## [Goal of the exercise]
Working through the lines below, return each one that holds "stored".
BEGIN
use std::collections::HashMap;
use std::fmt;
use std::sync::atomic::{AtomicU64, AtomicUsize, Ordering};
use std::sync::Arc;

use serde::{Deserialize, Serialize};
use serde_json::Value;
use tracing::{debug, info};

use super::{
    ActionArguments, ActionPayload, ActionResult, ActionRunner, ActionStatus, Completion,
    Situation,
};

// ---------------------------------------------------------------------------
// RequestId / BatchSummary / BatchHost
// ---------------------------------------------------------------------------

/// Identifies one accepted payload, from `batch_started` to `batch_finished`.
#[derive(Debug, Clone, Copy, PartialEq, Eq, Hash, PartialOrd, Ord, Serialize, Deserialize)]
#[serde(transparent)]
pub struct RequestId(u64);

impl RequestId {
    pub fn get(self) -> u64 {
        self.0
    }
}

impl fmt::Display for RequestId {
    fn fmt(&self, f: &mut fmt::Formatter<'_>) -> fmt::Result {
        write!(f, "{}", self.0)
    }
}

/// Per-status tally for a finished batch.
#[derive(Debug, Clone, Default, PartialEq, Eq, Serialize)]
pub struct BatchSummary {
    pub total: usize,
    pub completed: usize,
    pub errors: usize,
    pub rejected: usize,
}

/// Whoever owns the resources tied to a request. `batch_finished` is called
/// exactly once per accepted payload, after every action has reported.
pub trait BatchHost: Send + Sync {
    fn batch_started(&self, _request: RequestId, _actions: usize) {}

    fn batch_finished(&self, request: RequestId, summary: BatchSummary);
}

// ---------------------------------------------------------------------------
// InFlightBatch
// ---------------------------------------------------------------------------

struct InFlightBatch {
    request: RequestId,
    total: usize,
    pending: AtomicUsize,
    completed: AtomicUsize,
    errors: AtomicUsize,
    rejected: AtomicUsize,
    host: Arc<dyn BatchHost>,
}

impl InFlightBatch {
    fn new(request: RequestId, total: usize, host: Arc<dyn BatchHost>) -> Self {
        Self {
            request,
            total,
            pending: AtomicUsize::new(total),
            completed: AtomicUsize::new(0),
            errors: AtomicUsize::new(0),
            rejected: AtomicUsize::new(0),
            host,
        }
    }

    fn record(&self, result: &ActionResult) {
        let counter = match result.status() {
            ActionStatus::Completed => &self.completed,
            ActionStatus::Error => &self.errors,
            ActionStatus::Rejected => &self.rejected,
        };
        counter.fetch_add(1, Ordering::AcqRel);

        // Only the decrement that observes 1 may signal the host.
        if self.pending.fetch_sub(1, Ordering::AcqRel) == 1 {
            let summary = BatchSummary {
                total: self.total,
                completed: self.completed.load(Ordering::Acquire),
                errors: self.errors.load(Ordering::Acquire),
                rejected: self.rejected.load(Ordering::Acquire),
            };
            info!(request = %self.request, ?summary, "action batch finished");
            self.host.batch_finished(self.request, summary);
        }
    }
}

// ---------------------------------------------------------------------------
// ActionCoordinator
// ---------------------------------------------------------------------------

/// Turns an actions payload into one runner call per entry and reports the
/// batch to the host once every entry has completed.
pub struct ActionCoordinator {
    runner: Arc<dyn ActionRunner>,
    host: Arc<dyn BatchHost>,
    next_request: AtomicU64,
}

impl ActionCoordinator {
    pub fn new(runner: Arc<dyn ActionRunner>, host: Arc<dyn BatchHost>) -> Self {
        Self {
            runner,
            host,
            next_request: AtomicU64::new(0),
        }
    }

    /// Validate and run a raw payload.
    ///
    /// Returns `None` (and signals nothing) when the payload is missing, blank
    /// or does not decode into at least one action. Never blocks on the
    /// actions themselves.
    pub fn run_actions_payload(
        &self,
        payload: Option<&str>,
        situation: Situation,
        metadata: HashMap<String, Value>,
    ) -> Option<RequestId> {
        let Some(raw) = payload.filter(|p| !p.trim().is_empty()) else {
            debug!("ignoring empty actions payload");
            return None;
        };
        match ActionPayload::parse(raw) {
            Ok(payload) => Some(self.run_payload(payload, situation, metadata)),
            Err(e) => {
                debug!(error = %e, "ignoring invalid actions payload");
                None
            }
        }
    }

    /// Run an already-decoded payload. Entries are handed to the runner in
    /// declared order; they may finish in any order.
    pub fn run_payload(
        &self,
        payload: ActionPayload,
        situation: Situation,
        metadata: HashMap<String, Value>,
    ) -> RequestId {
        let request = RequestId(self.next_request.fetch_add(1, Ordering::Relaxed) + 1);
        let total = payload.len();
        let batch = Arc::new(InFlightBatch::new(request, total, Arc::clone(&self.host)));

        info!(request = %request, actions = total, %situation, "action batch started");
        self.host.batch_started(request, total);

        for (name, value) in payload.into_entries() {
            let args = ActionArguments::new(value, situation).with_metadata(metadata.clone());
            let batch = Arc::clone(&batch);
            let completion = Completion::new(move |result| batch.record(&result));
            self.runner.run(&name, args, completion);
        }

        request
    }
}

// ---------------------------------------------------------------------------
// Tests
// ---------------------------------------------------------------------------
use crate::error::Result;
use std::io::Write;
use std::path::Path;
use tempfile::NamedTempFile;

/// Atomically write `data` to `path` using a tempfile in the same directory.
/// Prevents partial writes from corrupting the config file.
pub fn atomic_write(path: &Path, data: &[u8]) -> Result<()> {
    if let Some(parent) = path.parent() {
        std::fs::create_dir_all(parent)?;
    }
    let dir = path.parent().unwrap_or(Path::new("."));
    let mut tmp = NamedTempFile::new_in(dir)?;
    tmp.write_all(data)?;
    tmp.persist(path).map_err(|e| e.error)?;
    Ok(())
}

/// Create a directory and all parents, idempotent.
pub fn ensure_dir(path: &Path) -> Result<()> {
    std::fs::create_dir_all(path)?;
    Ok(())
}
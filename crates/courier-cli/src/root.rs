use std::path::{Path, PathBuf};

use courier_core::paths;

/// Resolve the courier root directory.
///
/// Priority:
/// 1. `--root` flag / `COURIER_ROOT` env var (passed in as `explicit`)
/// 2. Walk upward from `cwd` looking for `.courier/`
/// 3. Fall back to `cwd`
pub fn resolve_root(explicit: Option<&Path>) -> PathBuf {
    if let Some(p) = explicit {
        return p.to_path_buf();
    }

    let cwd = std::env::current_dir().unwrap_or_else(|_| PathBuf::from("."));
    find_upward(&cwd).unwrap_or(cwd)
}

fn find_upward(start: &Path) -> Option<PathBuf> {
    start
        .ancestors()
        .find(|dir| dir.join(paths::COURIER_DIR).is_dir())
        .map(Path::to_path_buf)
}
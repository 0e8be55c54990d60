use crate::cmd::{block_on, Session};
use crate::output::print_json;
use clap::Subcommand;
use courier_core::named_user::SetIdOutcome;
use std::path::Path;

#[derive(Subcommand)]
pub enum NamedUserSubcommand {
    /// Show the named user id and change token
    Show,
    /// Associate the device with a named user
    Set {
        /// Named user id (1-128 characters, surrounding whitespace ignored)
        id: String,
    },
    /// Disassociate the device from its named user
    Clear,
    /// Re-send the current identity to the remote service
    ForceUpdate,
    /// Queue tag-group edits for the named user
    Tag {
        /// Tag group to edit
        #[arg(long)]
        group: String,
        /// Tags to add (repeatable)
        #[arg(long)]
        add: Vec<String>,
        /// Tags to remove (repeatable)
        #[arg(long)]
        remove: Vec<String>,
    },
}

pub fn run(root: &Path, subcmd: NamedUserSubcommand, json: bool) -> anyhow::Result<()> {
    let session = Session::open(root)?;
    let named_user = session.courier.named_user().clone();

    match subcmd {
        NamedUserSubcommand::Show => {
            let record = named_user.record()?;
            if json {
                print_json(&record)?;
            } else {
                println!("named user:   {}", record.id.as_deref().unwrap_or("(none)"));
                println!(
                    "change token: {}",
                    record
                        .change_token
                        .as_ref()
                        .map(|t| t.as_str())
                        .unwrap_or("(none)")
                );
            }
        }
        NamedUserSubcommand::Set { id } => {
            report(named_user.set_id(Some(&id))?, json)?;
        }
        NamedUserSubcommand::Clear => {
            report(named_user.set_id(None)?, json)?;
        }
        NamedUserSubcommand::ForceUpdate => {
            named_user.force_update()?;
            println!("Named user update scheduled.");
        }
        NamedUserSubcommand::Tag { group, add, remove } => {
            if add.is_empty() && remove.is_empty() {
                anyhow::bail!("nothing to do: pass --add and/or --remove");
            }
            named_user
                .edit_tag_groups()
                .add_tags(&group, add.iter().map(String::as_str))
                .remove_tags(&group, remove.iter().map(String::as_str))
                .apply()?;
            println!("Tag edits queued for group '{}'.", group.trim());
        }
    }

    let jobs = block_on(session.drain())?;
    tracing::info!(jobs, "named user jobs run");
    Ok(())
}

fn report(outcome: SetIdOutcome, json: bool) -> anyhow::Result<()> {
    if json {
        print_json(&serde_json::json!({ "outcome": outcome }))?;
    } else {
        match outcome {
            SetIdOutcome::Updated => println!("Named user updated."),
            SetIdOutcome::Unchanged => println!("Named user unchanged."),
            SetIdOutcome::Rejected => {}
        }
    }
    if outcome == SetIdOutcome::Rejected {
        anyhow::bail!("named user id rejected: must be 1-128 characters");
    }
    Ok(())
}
END
BEGIN
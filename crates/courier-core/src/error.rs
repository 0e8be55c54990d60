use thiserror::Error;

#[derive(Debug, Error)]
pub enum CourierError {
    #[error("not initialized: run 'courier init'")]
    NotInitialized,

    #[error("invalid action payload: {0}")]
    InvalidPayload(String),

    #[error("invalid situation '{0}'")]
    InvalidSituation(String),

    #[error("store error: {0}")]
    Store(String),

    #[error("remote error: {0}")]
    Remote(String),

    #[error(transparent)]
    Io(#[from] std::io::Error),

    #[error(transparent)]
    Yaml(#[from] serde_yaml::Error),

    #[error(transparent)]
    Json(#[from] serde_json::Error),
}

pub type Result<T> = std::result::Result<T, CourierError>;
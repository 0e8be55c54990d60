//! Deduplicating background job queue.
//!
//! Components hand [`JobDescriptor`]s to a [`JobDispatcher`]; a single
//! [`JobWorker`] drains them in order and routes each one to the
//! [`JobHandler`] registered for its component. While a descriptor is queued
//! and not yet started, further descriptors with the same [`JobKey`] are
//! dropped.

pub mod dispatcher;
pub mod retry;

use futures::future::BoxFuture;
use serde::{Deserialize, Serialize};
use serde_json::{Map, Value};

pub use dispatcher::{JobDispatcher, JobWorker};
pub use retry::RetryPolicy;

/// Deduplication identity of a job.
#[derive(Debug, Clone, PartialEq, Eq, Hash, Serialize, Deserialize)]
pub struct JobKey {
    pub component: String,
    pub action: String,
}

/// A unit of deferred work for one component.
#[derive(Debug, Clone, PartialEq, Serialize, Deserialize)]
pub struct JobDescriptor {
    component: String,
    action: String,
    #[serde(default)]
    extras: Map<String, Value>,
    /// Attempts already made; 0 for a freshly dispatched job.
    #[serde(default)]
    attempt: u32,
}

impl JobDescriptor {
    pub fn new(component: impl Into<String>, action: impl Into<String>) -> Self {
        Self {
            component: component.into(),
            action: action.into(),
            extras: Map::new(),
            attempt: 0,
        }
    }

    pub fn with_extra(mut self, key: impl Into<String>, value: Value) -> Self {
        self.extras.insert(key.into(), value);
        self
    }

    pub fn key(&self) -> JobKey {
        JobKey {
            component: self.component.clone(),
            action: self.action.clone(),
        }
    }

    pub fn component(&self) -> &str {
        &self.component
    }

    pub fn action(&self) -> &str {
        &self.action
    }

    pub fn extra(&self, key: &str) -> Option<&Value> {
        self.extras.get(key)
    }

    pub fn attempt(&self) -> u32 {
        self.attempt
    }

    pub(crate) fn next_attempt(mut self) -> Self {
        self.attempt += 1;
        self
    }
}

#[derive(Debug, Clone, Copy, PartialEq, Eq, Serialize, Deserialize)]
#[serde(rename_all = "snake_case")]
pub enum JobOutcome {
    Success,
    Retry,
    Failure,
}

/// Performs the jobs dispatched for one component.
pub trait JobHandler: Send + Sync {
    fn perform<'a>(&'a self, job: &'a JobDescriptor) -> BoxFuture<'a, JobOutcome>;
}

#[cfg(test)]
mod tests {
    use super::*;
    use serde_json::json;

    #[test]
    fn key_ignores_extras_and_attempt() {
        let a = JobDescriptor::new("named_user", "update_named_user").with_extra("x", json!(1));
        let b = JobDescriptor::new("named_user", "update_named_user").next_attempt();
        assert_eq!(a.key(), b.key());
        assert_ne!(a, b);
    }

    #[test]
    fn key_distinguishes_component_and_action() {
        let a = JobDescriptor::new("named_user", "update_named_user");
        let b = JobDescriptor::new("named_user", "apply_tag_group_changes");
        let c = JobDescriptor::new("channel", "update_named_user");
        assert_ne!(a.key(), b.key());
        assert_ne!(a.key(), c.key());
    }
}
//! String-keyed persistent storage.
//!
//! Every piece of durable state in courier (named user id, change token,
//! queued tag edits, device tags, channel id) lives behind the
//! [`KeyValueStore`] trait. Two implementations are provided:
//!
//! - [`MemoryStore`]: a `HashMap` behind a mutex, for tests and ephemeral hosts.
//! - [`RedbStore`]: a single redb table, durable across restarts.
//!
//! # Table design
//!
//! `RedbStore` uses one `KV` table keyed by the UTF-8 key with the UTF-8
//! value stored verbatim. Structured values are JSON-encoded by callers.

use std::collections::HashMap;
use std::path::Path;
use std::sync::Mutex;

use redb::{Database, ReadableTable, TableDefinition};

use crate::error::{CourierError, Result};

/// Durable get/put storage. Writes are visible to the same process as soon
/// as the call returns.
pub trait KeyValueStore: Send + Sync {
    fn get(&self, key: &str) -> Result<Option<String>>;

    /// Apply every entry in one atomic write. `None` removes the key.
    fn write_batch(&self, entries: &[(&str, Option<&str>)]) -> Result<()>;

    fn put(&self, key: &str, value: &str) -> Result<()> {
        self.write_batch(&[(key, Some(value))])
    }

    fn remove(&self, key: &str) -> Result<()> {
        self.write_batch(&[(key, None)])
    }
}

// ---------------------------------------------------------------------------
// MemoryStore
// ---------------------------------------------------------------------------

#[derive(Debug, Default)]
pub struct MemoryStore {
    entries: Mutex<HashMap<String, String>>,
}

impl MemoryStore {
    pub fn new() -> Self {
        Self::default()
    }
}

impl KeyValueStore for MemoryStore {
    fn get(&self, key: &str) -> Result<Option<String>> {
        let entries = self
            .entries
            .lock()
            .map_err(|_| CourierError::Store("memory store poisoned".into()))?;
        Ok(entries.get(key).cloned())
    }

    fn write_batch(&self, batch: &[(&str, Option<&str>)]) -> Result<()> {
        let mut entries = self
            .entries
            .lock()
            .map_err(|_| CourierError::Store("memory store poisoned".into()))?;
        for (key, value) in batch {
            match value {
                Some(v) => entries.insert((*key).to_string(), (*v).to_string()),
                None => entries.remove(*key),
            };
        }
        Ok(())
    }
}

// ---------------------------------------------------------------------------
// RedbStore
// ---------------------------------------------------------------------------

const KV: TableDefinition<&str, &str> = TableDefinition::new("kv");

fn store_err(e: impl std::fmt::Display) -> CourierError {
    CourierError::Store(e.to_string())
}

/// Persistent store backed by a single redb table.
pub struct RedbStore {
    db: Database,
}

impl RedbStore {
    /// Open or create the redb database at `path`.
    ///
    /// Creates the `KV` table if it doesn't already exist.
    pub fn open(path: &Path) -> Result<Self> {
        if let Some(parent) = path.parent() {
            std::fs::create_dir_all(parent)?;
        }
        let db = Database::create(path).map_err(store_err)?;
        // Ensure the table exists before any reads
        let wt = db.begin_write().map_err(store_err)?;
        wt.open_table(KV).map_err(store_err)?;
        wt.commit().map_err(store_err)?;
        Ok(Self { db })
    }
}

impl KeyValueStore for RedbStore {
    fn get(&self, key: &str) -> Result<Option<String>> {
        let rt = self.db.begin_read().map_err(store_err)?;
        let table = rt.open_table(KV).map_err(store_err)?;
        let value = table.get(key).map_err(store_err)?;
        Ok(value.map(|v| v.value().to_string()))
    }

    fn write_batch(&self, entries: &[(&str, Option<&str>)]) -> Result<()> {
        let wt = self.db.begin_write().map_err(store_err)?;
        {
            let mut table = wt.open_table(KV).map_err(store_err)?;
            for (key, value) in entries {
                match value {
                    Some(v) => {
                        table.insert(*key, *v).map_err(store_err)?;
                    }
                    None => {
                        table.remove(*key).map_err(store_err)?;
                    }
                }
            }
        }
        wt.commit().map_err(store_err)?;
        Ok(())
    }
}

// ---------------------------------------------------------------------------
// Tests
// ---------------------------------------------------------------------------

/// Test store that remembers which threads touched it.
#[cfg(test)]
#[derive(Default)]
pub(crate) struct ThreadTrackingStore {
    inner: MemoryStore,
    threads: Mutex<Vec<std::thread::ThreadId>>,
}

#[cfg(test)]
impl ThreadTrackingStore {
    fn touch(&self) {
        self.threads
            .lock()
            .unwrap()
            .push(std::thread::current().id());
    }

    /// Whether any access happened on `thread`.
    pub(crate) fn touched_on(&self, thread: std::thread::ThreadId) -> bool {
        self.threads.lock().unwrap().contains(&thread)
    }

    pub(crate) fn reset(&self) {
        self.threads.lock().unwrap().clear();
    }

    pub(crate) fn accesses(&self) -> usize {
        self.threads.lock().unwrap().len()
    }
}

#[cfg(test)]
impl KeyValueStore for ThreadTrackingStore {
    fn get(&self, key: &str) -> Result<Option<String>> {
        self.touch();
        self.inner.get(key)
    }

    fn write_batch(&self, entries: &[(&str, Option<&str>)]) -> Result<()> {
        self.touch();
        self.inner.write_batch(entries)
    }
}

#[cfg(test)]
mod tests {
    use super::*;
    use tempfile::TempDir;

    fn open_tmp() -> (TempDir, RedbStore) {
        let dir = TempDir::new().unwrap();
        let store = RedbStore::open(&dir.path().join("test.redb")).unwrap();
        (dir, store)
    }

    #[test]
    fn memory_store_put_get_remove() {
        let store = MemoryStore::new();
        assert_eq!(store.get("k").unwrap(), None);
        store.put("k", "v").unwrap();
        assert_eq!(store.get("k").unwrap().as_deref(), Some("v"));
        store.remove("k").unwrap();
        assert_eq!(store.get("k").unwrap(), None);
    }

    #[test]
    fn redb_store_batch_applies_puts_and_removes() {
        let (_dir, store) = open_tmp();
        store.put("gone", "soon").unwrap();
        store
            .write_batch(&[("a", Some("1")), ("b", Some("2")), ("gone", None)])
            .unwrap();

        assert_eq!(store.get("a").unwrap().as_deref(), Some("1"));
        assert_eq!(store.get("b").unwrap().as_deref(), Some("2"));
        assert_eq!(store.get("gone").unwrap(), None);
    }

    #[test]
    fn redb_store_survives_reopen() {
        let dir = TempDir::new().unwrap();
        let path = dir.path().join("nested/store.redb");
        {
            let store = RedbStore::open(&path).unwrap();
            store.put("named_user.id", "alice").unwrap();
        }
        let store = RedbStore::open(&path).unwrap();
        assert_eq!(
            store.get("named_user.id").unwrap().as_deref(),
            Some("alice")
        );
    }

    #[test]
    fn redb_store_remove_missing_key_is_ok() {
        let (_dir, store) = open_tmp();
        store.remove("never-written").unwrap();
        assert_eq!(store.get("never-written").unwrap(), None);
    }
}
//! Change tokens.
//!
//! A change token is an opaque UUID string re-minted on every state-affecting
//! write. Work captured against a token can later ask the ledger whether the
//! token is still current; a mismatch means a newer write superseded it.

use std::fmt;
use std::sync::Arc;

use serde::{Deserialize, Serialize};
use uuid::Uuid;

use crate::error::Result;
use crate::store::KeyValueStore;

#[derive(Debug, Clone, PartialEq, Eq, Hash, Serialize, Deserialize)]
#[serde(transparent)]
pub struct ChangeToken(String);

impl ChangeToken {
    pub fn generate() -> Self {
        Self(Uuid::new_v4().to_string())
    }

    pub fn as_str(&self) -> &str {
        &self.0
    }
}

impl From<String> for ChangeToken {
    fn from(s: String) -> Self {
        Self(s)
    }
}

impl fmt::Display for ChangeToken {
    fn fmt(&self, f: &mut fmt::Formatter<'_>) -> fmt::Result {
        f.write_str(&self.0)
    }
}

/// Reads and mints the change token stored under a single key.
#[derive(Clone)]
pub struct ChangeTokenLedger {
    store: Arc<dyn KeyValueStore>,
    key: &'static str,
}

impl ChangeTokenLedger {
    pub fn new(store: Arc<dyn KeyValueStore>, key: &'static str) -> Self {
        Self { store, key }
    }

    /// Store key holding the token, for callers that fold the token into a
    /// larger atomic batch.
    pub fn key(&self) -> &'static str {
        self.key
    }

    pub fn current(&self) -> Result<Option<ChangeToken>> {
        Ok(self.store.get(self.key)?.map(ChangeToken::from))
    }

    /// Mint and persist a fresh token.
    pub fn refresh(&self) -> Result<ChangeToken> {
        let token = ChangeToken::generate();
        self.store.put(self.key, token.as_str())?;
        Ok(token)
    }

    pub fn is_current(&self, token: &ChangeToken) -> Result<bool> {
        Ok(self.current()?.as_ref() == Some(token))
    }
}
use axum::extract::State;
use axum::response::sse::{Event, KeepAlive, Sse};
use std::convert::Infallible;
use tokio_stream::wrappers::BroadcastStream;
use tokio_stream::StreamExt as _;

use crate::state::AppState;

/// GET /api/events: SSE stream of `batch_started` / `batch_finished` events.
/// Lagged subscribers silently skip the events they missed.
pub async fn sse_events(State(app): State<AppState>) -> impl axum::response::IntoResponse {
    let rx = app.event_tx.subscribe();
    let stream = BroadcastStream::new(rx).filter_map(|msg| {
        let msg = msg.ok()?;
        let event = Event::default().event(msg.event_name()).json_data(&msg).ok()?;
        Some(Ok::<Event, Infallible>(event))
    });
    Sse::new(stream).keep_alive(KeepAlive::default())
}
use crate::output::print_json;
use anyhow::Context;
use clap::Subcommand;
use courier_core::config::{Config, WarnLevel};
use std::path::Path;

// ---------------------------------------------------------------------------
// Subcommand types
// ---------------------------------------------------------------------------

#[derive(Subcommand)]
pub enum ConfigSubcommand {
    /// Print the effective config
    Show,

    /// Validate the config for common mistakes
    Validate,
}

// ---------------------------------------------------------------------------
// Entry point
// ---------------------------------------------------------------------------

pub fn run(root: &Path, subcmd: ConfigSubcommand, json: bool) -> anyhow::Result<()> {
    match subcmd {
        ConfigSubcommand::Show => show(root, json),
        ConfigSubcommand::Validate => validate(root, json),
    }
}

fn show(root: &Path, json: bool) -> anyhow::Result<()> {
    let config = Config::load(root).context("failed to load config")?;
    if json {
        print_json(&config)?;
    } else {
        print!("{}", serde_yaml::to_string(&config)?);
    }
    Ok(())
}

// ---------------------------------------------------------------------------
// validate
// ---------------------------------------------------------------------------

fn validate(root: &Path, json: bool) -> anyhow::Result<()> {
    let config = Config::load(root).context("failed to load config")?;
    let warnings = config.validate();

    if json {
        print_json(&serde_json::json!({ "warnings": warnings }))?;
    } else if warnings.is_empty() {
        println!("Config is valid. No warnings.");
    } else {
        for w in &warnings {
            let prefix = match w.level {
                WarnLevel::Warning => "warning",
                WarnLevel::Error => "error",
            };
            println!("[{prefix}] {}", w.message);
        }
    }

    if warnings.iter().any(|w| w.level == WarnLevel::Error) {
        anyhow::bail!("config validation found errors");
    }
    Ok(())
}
END
## [Result]
//! value stored verbatim. Structured values are JSON-encoded by callers.
/// Reads and mints the change token stored under a single key.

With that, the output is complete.